In my office, on a small desk covered with Wall•E minifigures, Astro Boy and a minion carrying bananas you will also find my grade four class photo. I’m the smallish blonde boy in the middle row, fourth from the left. At the other end of the row is Mrs. Paterson. She is the reason the photo sits on my desk forty-four years later.
I don’t really remember much about what I learned in fourth grade. Now, as a primary teacher of many years myself, I can guess what was covered, and while it might be interesting, it’s not important. What I can remember is the way Mrs. Paterson made me feel about being in her class.
She had high standards. She challenged me. She believed that I could do it.
At a conference a few years ago, I sat and listened to Sir John Jones talk about the way schools should be. Amongst his humour were some truisms that all educators need to be thinking deeply about.
One was,
“Google can teach you history. Only teachers can teach you the LOVE of history!”
Like most other schools around the world, I urge teachers I work with to “address the standards” when they teach”. Follow UbD when you plan,” I say. “Start with the standards. Design the assessment. Build the plan.”

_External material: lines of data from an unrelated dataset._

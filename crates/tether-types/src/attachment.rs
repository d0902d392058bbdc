use chrono::{DateTime, Utc};
use serde::{Deserialize, Serialize};

/// Stored upload record
#[derive(Debug, Clone, PartialEq, Eq, Serialize, Deserialize)]
#[serde(rename_all = "camelCase")]
pub struct Attachment {
    pub id: String,
    pub thread_id: String,
    #[serde(default, skip_serializing_if = "Option::is_none")]
    pub message_id: Option<String>,
    pub name: String,
    pub mime_type: String,
    pub size_bytes: u64,
    /// Opaque storage key inside the attachment store
    pub key: String,
    pub url: String,
    pub created_at: DateTime<Utc>,
}

/// Raw upload handed to an attachment store
#[derive(Debug, Clone)]
pub struct AttachmentUpload {
    pub thread_id: String,
    pub message_id: Option<String>,
    pub name: String,
    pub mime_type: String,
    pub data: Vec<u8>,
}

impl AttachmentUpload {
    pub fn new(
        thread_id: impl Into<String>,
        name: impl Into<String>,
        mime_type: impl Into<String>,
        data: Vec<u8>,
    ) -> Self {
        Self {
            thread_id: thread_id.into(),
            message_id: None,
            name: name.into(),
            mime_type: mime_type.into(),
            data,
        }
    }

    pub fn with_message_id(mut self, message_id: impl Into<String>) -> Self {
        self.message_id = Some(message_id.into());
        self
    }

    pub fn size_bytes(&self) -> u64 {
        self.data.len() as u64
    }

    /// Generate a fresh attachment id
    pub fn new_id() -> String {
        format!("att_{}", uuid::Uuid::new_v4().simple())
    }
}
//! Re-encoding of engine frames for chat UI clients

use serde::Serialize;
use tether_engine::StreamFrame;

/// UI-facing event. Serialized as `{"type": ..., ...}`.
#[derive(Debug, Clone, PartialEq, Eq, Serialize)]
#[serde(tag = "type", rename_all = "kebab-case")]
pub enum UiEvent<'a> {
    TextStart { id: &'a str },
    TextDelta { id: &'a str, delta: &'a str },
    TextEnd { id: &'a str },
    DataError { message: &'a str },
    DataActive { id: &'a str },
}

impl<'a> UiEvent<'a> {
    /// Map a frame onto the UI vocabulary. `text_id` names the assistant text block.
    pub fn from_frame(text_id: &'a str, frame: &'a StreamFrame) -> Self {
        match frame {
            StreamFrame::Start { .. } | StreamFrame::Resume { .. } => Self::TextStart { id: text_id },
            StreamFrame::Delta { text } => Self::TextDelta { id: text_id, delta: text },
            StreamFrame::Done => Self::TextEnd { id: text_id },
            StreamFrame::Error { error } => Self::DataError { message: error },
            StreamFrame::Active => Self::DataActive { id: text_id },
        }
    }

    pub fn to_json(&self) -> String {
        match serde_json::to_string(self) {
            Ok(json) => json,
            Err(e) => {
                tracing::error!("Failed to serialize UI event: {}", e);
                r#"{"type":"data-error","message":"serialization_failed"}"#.to_string()
            }
        }
    }
}

#[cfg(test)]
mod tests {
    use super::*;

    #[test]
    fn test_frames_map_to_ui_events() {
        let cases = [
            (
                StreamFrame::Start { thread_id: "t1".to_string() },
                r#"{"type":"text-start","id":"t1"}"#,
            ),
            (
                StreamFrame::Resume { thread_id: "t1".to_string(), cursor: 3 },
                r#"{"type":"text-start","id":"t1"}"#,
            ),
            (StreamFrame::delta("Hi"), r#"{"type":"text-delta","id":"t1","delta":"Hi"}"#),
            (StreamFrame::Done, r#"{"type":"text-end","id":"t1"}"#),
            (StreamFrame::error("boom"), r#"{"type":"data-error","message":"boom"}"#),
            (StreamFrame::Active, r#"{"type":"data-active","id":"t1"}"#),
        ];

        for (frame, expected) in cases {
            assert_eq!(UiEvent::from_frame("t1", &frame).to_json(), expected);
        }
    }
}
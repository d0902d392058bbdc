use anyhow::Result;
use async_trait::async_trait;
use tether_types::TelemetryEvent;

/// Core trait for telemetry backends
///
/// Emission is fire-and-forget from the engine's side: a returned error is
/// logged by the caller and never fails the operation that produced the event.
#[async_trait]
pub trait TelemetrySink: Send + Sync {
    async fn emit(&self, event: TelemetryEvent) -> Result<()>;
}
use std::sync::Mutex;

use chrono::{DateTime, Duration, Utc};

/// Time source for every timestamp the engine writes
pub trait Clock: Send + Sync {
    fn now(&self) -> DateTime<Utc>;
}

#[derive(Debug, Clone, Copy, Default)]
pub struct SystemClock;

impl Clock for SystemClock {
    fn now(&self) -> DateTime<Utc> {
        Utc::now()
    }
}

/// Clock that only moves when told to
#[derive(Debug)]
pub struct ManualClock {
    now: Mutex<DateTime<Utc>>,
}

impl ManualClock {
    pub fn new(now: DateTime<Utc>) -> Self {
        Self { now: Mutex::new(now) }
    }

    pub fn set(&self, now: DateTime<Utc>) {
        *self.now.lock().unwrap_or_else(|e| e.into_inner()) = now;
    }

    pub fn advance(&self, by: Duration) {
        let mut now = self.now.lock().unwrap_or_else(|e| e.into_inner());
        *now += by;
    }
}

impl Clock for ManualClock {
    fn now(&self) -> DateTime<Utc> {
        *self.now.lock().unwrap_or_else(|e| e.into_inner())
    }
}

#[cfg(test)]
mod tests {
    use super::*;
    use chrono::TimeZone;

    #[test]
    fn test_manual_clock_advances() {
        let start = Utc.with_ymd_and_hms(2025, 3, 1, 12, 0, 0).unwrap();
        let clock = ManualClock::new(start);

        clock.advance(Duration::days(2));
        assert_eq!(clock.now(), start + Duration::days(2));

        clock.set(start);
        assert_eq!(clock.now(), start);
    }
}
//! # Tether
//!
//! Resumable chat streams. A generation runs once per thread and is fanned out to the
//! original caller and to any client that reconnects with a cursor, while a durable
//! checkpoint lets a finished stream be replayed later.
//!
//! ## Quick Start
//!
//! ```rust,no_run
//! use tether::prelude::*;
//! use futures::StreamExt;
//! use std::sync::Arc;
//!
//! #[tokio::main]
//! async fn main() -> Result<(), Box<dyn std::error::Error>> {
//!     let engine = ChatEngine::builder()
//!         .persistence(Arc::new(InMemoryPersistenceClient::new()))
//!         .attachments(Arc::new(LocalAttachmentStore::new(".data/attachments")))
//!         .provider(Arc::new(MockProvider::new(["Hel", "lo"])))
//!         .build()?;
//!
//!     let message = Message::user_text("m1", "thread-1", "hi", chrono::Utc::now());
//!     let mut frames = engine.send(SendRequest::new("thread-1", "anonymous", message)).await?;
//!     while let Some(frame) = frames.next().await {
//!         print!("{}", encode_sse(&frame));
//!     }
//!
//!     // Later, from another connection
//!     let mut replay = engine.resume("thread-1", 1).await?;
//!     while let Some(frame) = replay.next().await {
//!         print!("{}", encode_sse(&frame));
//!     }
//!
//!     Ok(())
//! }
//! ```
//!
//! ## Architecture
//!
//! - **`tether-types`**: messages, threads, checkpoints, attachments, telemetry events
//! - **`tether-llm`**: provider trait, registry, mock and OpenAI-compatible providers
//! - **`tether-persist`**: persistence trait with in-memory and MongoDB backends
//! - **`tether-attachments`**: validation plus local and bucket attachment stores
//! - **`tether-observability`**: telemetry sinks
//! - **`tether-engine`**: send, resume, upload and retention orchestration

pub mod prelude;

pub use tether_types::{
    event_names, Attachment, AttachmentUpload, Message, MessagePart, Metadata, NewThread, Role,
    StreamCheckpoint, StreamStatus, TelemetryEvent, Thread,
};

pub use tether_llm::{
    MockProvider, OpenAICompatibleConfig, OpenAICompatibleProvider, Provider, ProviderConfig,
    ProviderEvent, ProviderFactory, ProviderRegistry, ProviderRequest, ProviderStream,
};

pub use tether_persist::{InMemoryPersistenceClient, PersistError, PersistenceClient};

#[cfg(feature = "mongodb")]
pub use tether_persist::MongoPersistenceClient;

pub use tether_attachments::{
    AttachmentError, AttachmentStore, BucketAttachmentStore, LocalAttachmentStore, ObjectBucket,
};

pub use tether_observability::{BufferedCollector, CompositeSink, TelemetrySink, TracingSink};

pub use tether_engine::{
    encode_sse, ChatEngine, ChatEngineBuilder, Clock, EngineConfig, EngineError, FrameStream,
    SendRequest, StreamFrame,
};
use tether_attachments::AttachmentError;
use tether_persist::PersistError;
use thiserror::Error;

#[derive(Error, Debug)]
pub enum EngineError {
    #[error("Unknown provider: {0}")]
    UnknownProvider(String),

    #[error("Stream already in progress for thread: {0}")]
    StreamInProgress(String),

    #[error("No active stream for thread: {0}")]
    NoActiveStream(String),

    #[error("Invalid request: {0}")]
    InvalidRequest(String),

    /// Rejected before any I/O
    #[error("{0}")]
    Validation(AttachmentError),

    #[error("Attachment store error: {0}")]
    Attachment(AttachmentError),

    #[error("Persistence error: {0}")]
    Persist(#[from] PersistError),

    #[error("Configuration error: {0}")]
    Config(String),
}

impl From<AttachmentError> for EngineError {
    fn from(err: AttachmentError) -> Self {
        if err.is_validation() {
            Self::Validation(err)
        } else {
            Self::Attachment(err)
        }
    }
}

pub type Result<T> = std::result::Result<T, EngineError>;
pub mod attachment;
pub mod checkpoint;
pub mod message;
pub mod telemetry;
pub mod thread;

pub use attachment::{Attachment, AttachmentUpload};
pub use checkpoint::{StreamCheckpoint, StreamStatus};
pub use message::{Message, MessagePart, Role, ToolState};
pub use telemetry::{event_names, TelemetryEvent};
pub use thread::{NewThread, Thread};

/// Free-form JSON metadata carried by threads, messages and telemetry payloads
pub type Metadata = serde_json::Map<String, serde_json::Value>;
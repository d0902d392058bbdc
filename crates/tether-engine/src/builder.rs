use std::sync::Arc;

use tether_attachments::AttachmentStore;
use tether_llm::{Provider, ProviderRegistry};
use tether_observability::TelemetrySink;
use tether_persist::PersistenceClient;

use crate::clock::{Clock, SystemClock};
use crate::config::EngineConfig;
use crate::engine::{ChatEngine, EngineInner};
use crate::error::{EngineError, Result};
use crate::hub::StreamHub;

/// Builder for constructing a ChatEngine
pub struct ChatEngineBuilder {
    persistence: Option<Arc<dyn PersistenceClient>>,
    attachments: Option<Arc<dyn AttachmentStore>>,
    providers: ProviderRegistry,
    config: EngineConfig,
    clock: Arc<dyn Clock>,
    telemetry: Option<Arc<dyn TelemetrySink>>,
}

impl ChatEngineBuilder {
    pub fn new() -> Self {
        Self {
            persistence: None,
            attachments: None,
            providers: ProviderRegistry::new(),
            config: EngineConfig::default(),
            clock: Arc::new(SystemClock),
            telemetry: None,
        }
    }

    pub fn persistence(mut self, client: Arc<dyn PersistenceClient>) -> Self {
        self.persistence = Some(client);
        self
    }

    pub fn attachments(mut self, store: Arc<dyn AttachmentStore>) -> Self {
        self.attachments = Some(store);
        self
    }

    /// Replace the provider registry
    pub fn providers(mut self, providers: ProviderRegistry) -> Self {
        self.providers = providers;
        self
    }

    /// Register one provider under its own id
    pub fn provider(mut self, provider: Arc<dyn Provider>) -> Self {
        self.providers.register(provider);
        self
    }

    pub fn config(mut self, config: EngineConfig) -> Self {
        self.config = config;
        self
    }

    pub fn clock(mut self, clock: Arc<dyn Clock>) -> Self {
        self.clock = clock;
        self
    }

    /// Emit lifecycle events to a telemetry sink
    pub fn telemetry(mut self, sink: Arc<dyn TelemetrySink>) -> Self {
        self.telemetry = Some(sink);
        self
    }

    /// Build the ChatEngine
    pub fn build(self) -> Result<ChatEngine> {
        let persistence = self
            .persistence
            .ok_or_else(|| EngineError::Config("persistence client is required".to_string()))?;
        let attachments = self
            .attachments
            .ok_or_else(|| EngineError::Config("attachment store is required".to_string()))?;

        if !self.providers.contains(&self.config.default_provider_id) {
            return Err(EngineError::Config(format!(
                "default provider '{}' is not registered (available: {:?})",
                self.config.default_provider_id,
                self.providers.ids()
            )));
        }

        tracing::debug!(providers = ?self.providers.ids(), "Building chat engine");

        Ok(ChatEngine::from_inner(EngineInner {
            persistence,
            attachments,
            providers: self.providers,
            config: self.config,
            clock: self.clock,
            telemetry: self.telemetry,
            hub: StreamHub::new(),
        }))
    }
}

impl Default for ChatEngineBuilder {
    fn default() -> Self {
        Self::new()
    }
}
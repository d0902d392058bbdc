use async_trait::async_trait;
use tether_types::{Attachment, AttachmentUpload};

use crate::error::Result;

/// Binary store for uploaded attachments
#[async_trait]
pub trait AttachmentStore: Send + Sync {
    /// Validate, store and describe an upload
    async fn upload(&self, upload: AttachmentUpload) -> Result<Attachment>;

    async fn get(&self, attachment_id: &str) -> Result<Option<Attachment>>;

    /// Remove the attachment. Unknown ids are a no-op.
    async fn delete(&self, attachment_id: &str) -> Result<()>;
}

/// Single path segment safe to embed in a storage key
pub(crate) fn key_segment(raw: &str) -> String {
    let segment: String = raw
        .chars()
        .map(|c| match c {
            '/' | '\\' | '\0' => '_',
            c => c,
        })
        .collect();

    match segment.as_str() {
        "" | "." | ".." => "_".to_string(),
        _ => segment,
    }
}
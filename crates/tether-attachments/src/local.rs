use std::collections::HashMap;
use std::path::{Path, PathBuf};

use async_trait::async_trait;
use chrono::Utc;
use tether_types::{Attachment, AttachmentUpload};
use tokio::sync::RwLock;

use crate::error::Result;
use crate::store::{key_segment, AttachmentStore};
use crate::validation::validate_attachment;

/// URL prefix under which local attachments are served
pub const LOCAL_URL_PREFIX: &str = "/local-attachments";

/// Stores attachments on local disk under `{root}/{thread_id}/{id}/{name}`
pub struct LocalAttachmentStore {
    root: PathBuf,
    metadata: RwLock<HashMap<String, Attachment>>,
}

impl LocalAttachmentStore {
    pub fn new(root: impl Into<PathBuf>) -> Self {
        Self {
            root: root.into(),
            metadata: RwLock::new(HashMap::new()),
        }
    }

    pub fn root(&self) -> &Path {
        &self.root
    }

    /// Read back the stored bytes
    pub async fn read(&self, attachment_id: &str) -> Result<Option<Vec<u8>>> {
        let Some(attachment) = self.get(attachment_id).await? else {
            return Ok(None);
        };
        Ok(Some(tokio::fs::read(self.root.join(&attachment.key)).await?))
    }
}

#[async_trait]
impl AttachmentStore for LocalAttachmentStore {
    async fn upload(&self, upload: AttachmentUpload) -> Result<Attachment> {
        validate_attachment(&upload.mime_type, upload.size_bytes())?;

        let id = AttachmentUpload::new_id();
        let key = format!(
            "{}/{}/{}",
            key_segment(&upload.thread_id),
            id,
            key_segment(&upload.name)
        );
        let path = self.root.join(&key);

        if let Some(parent) = path.parent() {
            tokio::fs::create_dir_all(parent).await?;
        }
        tokio::fs::write(&path, &upload.data).await?;

        let attachment = Attachment {
            id: id.clone(),
            thread_id: upload.thread_id,
            message_id: upload.message_id,
            name: upload.name,
            mime_type: upload.mime_type,
            size_bytes: upload.data.len() as u64,
            url: format!("{}/{}", LOCAL_URL_PREFIX, key),
            key,
            created_at: Utc::now(),
        };

        tracing::debug!(attachment_id = %id, path = %path.display(), "Stored attachment on disk");

        self.metadata.write().await.insert(id, attachment.clone());
        Ok(attachment)
    }

    async fn get(&self, attachment_id: &str) -> Result<Option<Attachment>> {
        Ok(self.metadata.read().await.get(attachment_id).cloned())
    }

    async fn delete(&self, attachment_id: &str) -> Result<()> {
        let Some(attachment) = self.metadata.write().await.remove(attachment_id) else {
            return Ok(());
        };

        match tokio::fs::remove_file(self.root.join(&attachment.key)).await {
            Ok(()) => Ok(()),
            Err(e) if e.kind() == std::io::ErrorKind::NotFound => Ok(()),
            Err(e) => Err(e.into()),
        }
    }
}
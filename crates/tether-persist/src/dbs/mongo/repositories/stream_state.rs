use mongodb::{bson::doc, Client, Collection};

use crate::dbs::mongo::models::MongoStreamState;
use crate::error::Result;

#[derive(Clone)]
pub struct MongoStreamStateRepository {
    collection: Collection<MongoStreamState>,
}

impl MongoStreamStateRepository {
    pub fn new(client: &Client, db_name: &str) -> Self {
        let collection = client.database(db_name).collection("stream_states");
        Self { collection }
    }

    pub async fn upsert(&self, state: &MongoStreamState) -> Result<()> {
        self.collection
            .replace_one(doc! { "_id": state.thread_id.as_str() }, state)
            .upsert(true)
            .await?;
        Ok(())
    }

    pub async fn get(&self, thread_id: &str) -> Result<Option<MongoStreamState>> {
        Ok(self.collection.find_one(doc! { "_id": thread_id }).await?)
    }

    pub async fn delete_for_threads(&self, thread_ids: &[String]) -> Result<()> {
        self.collection
            .delete_many(doc! { "_id": { "$in": thread_ids.to_vec() } })
            .await?;
        Ok(())
    }
}
use chrono::{DateTime, Utc};
use serde::{Deserialize, Serialize};

#[derive(Debug, Clone, Copy, PartialEq, Eq, Serialize, Deserialize)]
#[serde(rename_all = "lowercase")]
pub enum StreamStatus {
    Active,
    Completed,
    Aborted,
}

impl StreamStatus {
    pub fn is_terminal(&self) -> bool {
        !matches!(self, Self::Active)
    }

    pub fn as_str(&self) -> &'static str {
        match self {
            Self::Active => "active",
            Self::Completed => "completed",
            Self::Aborted => "aborted",
        }
    }
}

impl std::str::FromStr for StreamStatus {
    type Err = String;

    fn from_str(s: &str) -> Result<Self, Self::Err> {
        match s {
            "active" => Ok(Self::Active),
            "completed" => Ok(Self::Completed),
            "aborted" => Ok(Self::Aborted),
            other => Err(format!("unknown stream status: {}", other)),
        }
    }
}

/// Durable snapshot of a generation, one per thread.
///
/// `chunks` is append-only while the stream is active: chunk `k` never changes once written.
#[derive(Debug, Clone, PartialEq, Serialize, Deserialize)]
#[serde(rename_all = "camelCase")]
pub struct StreamCheckpoint {
    pub thread_id: String,
    pub status: StreamStatus,
    pub chunks: Vec<String>,
    pub updated_at: DateTime<Utc>,
}

impl StreamCheckpoint {
    pub fn new(
        thread_id: impl Into<String>,
        status: StreamStatus,
        chunks: Vec<String>,
        updated_at: DateTime<Utc>,
    ) -> Self {
        Self {
            thread_id: thread_id.into(),
            status,
            chunks,
            updated_at,
        }
    }

    /// Chunks from `cursor` onward; empty when the cursor is past the end
    pub fn chunks_from(&self, cursor: usize) -> &[String] {
        self.chunks.get(cursor..).unwrap_or(&[])
    }
}
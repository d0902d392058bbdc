use anyhow::Result;
use async_trait::async_trait;
use tether_types::TelemetryEvent;

use crate::sink::TelemetrySink;

/// Writes each event as a structured `tracing` record
#[derive(Debug, Clone, Copy, Default)]
pub struct TracingSink;

#[async_trait]
impl TelemetrySink for TracingSink {
    async fn emit(&self, event: TelemetryEvent) -> Result<()> {
        let payload = serde_json::to_string(&event.payload)?;
        tracing::info!(
            target: "tether::telemetry",
            event = %event.name,
            thread_id = event.thread_id.as_deref().unwrap_or(""),
            message_id = event.message_id.as_deref().unwrap_or(""),
            at = %event.at,
            payload = %payload,
            "telemetry"
        );
        Ok(())
    }
}
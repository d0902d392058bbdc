pub mod config;
pub mod history;
pub mod mock;
pub mod openai;
pub mod registry;
pub mod streaming;
pub mod traits;

pub use config::{ProviderConfig, ProviderFactory, RemoteConfig};
pub use history::{to_provider_messages, ProviderMessage};
pub use mock::MockProvider;
pub use openai::{chunk_words, CompletionProvider, OpenAICompatibleConfig, OpenAICompatibleProvider};
pub use registry::ProviderRegistry;
pub use streaming::{parse_chat_sse_stream, LineBuffer, ProviderEvent};
pub use traits::{Provider, ProviderRequest, ProviderStream};
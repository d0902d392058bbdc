#[cfg(feature = "mongodb")]
pub mod mongo;
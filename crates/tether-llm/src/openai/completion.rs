use anyhow::{Context, Result};
use async_trait::async_trait;
use serde::Deserialize;
use serde_json::Value;

use super::client::OpenAICompatibleConfig;
use crate::history::to_provider_messages;
use crate::streaming::ProviderEvent;
use crate::traits::{Provider, ProviderRequest, ProviderStream};

#[derive(Debug, Deserialize)]
struct CompletionResponse {
    #[serde(default)]
    choices: Vec<CompletionChoice>,
    #[serde(default)]
    error: Option<CompletionError>,
}

#[derive(Debug, Deserialize)]
struct CompletionChoice {
    message: CompletionMessage,
}

#[derive(Debug, Deserialize)]
struct CompletionMessage {
    #[serde(default)]
    content: Option<String>,
}

#[derive(Debug, Deserialize)]
struct CompletionError {
    message: String,
}

/// Split text into word-sized chunks. Whitespace stays attached to the preceding word,
/// so concatenating the chunks gives back the input.
pub fn chunk_words(text: &str) -> Vec<String> {
    text.split_inclusive(char::is_whitespace)
        .map(str::to_string)
        .collect()
}

/// Provider that fetches the whole completion, then replays it word by word
pub struct CompletionProvider {
    id: String,
    config: OpenAICompatibleConfig,
    http_client: reqwest::Client,
}

impl CompletionProvider {
    pub fn new(id: impl Into<String>, config: OpenAICompatibleConfig) -> Result<Self> {
        let http_client = config.http_client()?;
        Ok(Self {
            id: id.into(),
            config,
            http_client,
        })
    }

    fn build_request(&self, request: &ProviderRequest) -> Value {
        serde_json::json!({
            "model": self.config.model_for(request),
            "stream": false,
            "messages": to_provider_messages(&request.messages),
        })
    }
}

#[async_trait]
impl Provider for CompletionProvider {
    fn id(&self) -> &str {
        &self.id
    }

    async fn stream(&self, request: ProviderRequest) -> Result<ProviderStream> {
        let payload = self.build_request(&request);

        let response = self
            .http_client
            .post(self.config.completions_url())
            .json(&payload)
            .send()
            .await
            .context("Failed to send request")?;

        if !response.status().is_success() {
            let status = response.status();
            let error_text = response.text().await.unwrap_or_default();
            anyhow::bail!("Provider request failed ({}): {}", status, error_text);
        }

        let body: CompletionResponse = response
            .json()
            .await
            .context("Failed to parse completion response")?;

        let events: Vec<ProviderEvent> = match body.error {
            Some(error) => vec![ProviderEvent::error(error.message)],
            None => {
                let text = body
                    .choices
                    .into_iter()
                    .next()
                    .and_then(|choice| choice.message.content)
                    .unwrap_or_default();
                chunk_words(&text).into_iter().map(ProviderEvent::delta).collect()
            }
        };

        tracing::debug!(
            provider_id = %self.id,
            thread_id = %request.thread_id,
            chunks = events.len(),
            "Completion received"
        );

        Ok(Box::pin(futures::stream::iter(events.into_iter().map(Ok))))
    }
}

#[cfg(test)]
mod tests {
    use super::*;

    #[test]
    fn test_chunk_words_concatenates_back() {
        let text = "Hello there,  world\nbye";
        let chunks = chunk_words(text);

        assert_eq!(chunks, vec!["Hello ", "there, ", " ", "world\n", "bye"]);
        assert_eq!(chunks.concat(), text);
    }

    #[test]
    fn test_chunk_words_empty() {
        assert!(chunk_words("").is_empty());
    }
}
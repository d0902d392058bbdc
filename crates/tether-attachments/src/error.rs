use thiserror::Error;

#[derive(Error, Debug)]
pub enum AttachmentError {
    #[error("Unsupported attachment mime type: {0}")]
    UnsupportedMimeType(String),

    #[error("Attachment exceeds max size of {max} bytes")]
    TooLarge { size: u64, max: u64 },

    #[error("Attachment I/O error: {0}")]
    Io(#[from] std::io::Error),

    #[error("Attachment storage error: {0}")]
    Storage(String),
}

impl AttachmentError {
    /// Whether the upload was rejected before any I/O
    pub fn is_validation(&self) -> bool {
        matches!(self, Self::UnsupportedMimeType(_) | Self::TooLarge { .. })
    }
}

pub type Result<T> = std::result::Result<T, AttachmentError>;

But in my more than twenty years of co-planning with teachers, I have never come across a standard addressing teaching the “love” of something. I’ve never asked a teacher to add a row in a rubric to read, “demonstrates a love of calculus”, or writing, or painting, or long division. And as I ponder this, I am wondering how to address this absence.
If the role of a teacher is to teach a “love of” something, be it maths or reading or history or simply (but not so simply) learning, where do we start? Where do we put all the effort in and how do we know if we’ve accomplished it? Can we use the final grade as a measure? Or is it less quantitative and more qualitative? Is it the number of students who choose to follow that subject as a career path? Is it the number of smiles on faces I see in classrooms as I walk through the school? Or is it the list of students eager to get into a particular class with a particular teacher?
Mrs. Paterson was my fourth-grade teacher and she is the one who taught me a “love of” something. She did it by challenging me, telling me I was able, and encouraging and caring for me as I made my attempts and failed, over and over again.
Maybe it is that simple. Maybe it is that and a bit more. Maybe what was right for Mrs. Paterson is different for you and me. Who knows?
As a school administrator, I don’t have the answer. I know when a teacher has it and I can see when a teacher doesn’t. I can give examples of it. I can attest to its importance. I can urge those without it to develop it. If you are a teacher, how are you developing in students the “Love of…” your subject? If you are a parent, what questions are asking the teachers of your children about how they teach your child to love learning? If you are not, maybe now is the time to start!